> _WHAT IS BEING ASKED_:
All lines holding the string "ProjectConfig" should be copied from the data below.

> _Stored data_:
━━━━
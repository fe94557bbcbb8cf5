//! Final link stage.
//!
//! Runs only when every unit in the batch compiled. The compiler driver is
//! reused as the link driver, with platform-conditioned system and graphics
//! libraries appended. A failed link does not commit a partial binary, so
//! the previous build's output survives.

use crate::config::{Profile, ProjectConfig};
use std::path::PathBuf;
use std::process::Command;

/// System/graphics libraries for the target platform. macOS is not handled
/// yet; the empty list makes the link fail loudly rather than guess at
/// framework flags.
pub fn platform_libs() -> &'static [&'static str] {
    if cfg!(target_os = "windows") {
        &["-lopengl32", "-lglu32", "-lgdi32", "-lwinmm"]
    } else if cfg!(target_os = "linux") {
        &["-lGL", "-lGLU", "-lm", "-lX11", "-lXrandr"]
    } else {
        &[]
    }
}

/// Link-stage flags beyond the library list. Release builds on Windows get
/// a GUI subsystem binary (no console window allocation).
pub fn link_flags(profile: Profile) -> Vec<String> {
    let mut flags = Vec::new();
    if profile == Profile::Release && cfg!(target_os = "windows") {
        flags.push("-mwindows".to_string());
    }
    flags
}

/// Link all objects into the output binary. `Err` carries linker stderr.
pub fn link(
    config: &ProjectConfig,
    objects: &[PathBuf],
    flags: &[String],
    profile: Profile,
) -> Result<PathBuf, String> {
    let binary = config.binary_path();

    let mut cmd = Command::new(&config.compiler);
    cmd.args(objects)
        .arg("-o")
        .arg(&binary)
        .args(flags)
        .args(platform_libs())
        .args(link_flags(profile))
        .current_dir(&config.root);

    let output = match cmd.output() {
        Ok(out) => out,
        Err(e) => return Err(format!("Failed to execute '{}': {}", config.compiler, e)),
    };

    if output.status.success() {
        Ok(binary)
    } else {
        Err(String::from_utf8_lossy(&output.stderr).to_string())
    }
}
━━━━
> _REPLY_:
use crate::config::{Profile, ProjectConfig};
    config: &ProjectConfig,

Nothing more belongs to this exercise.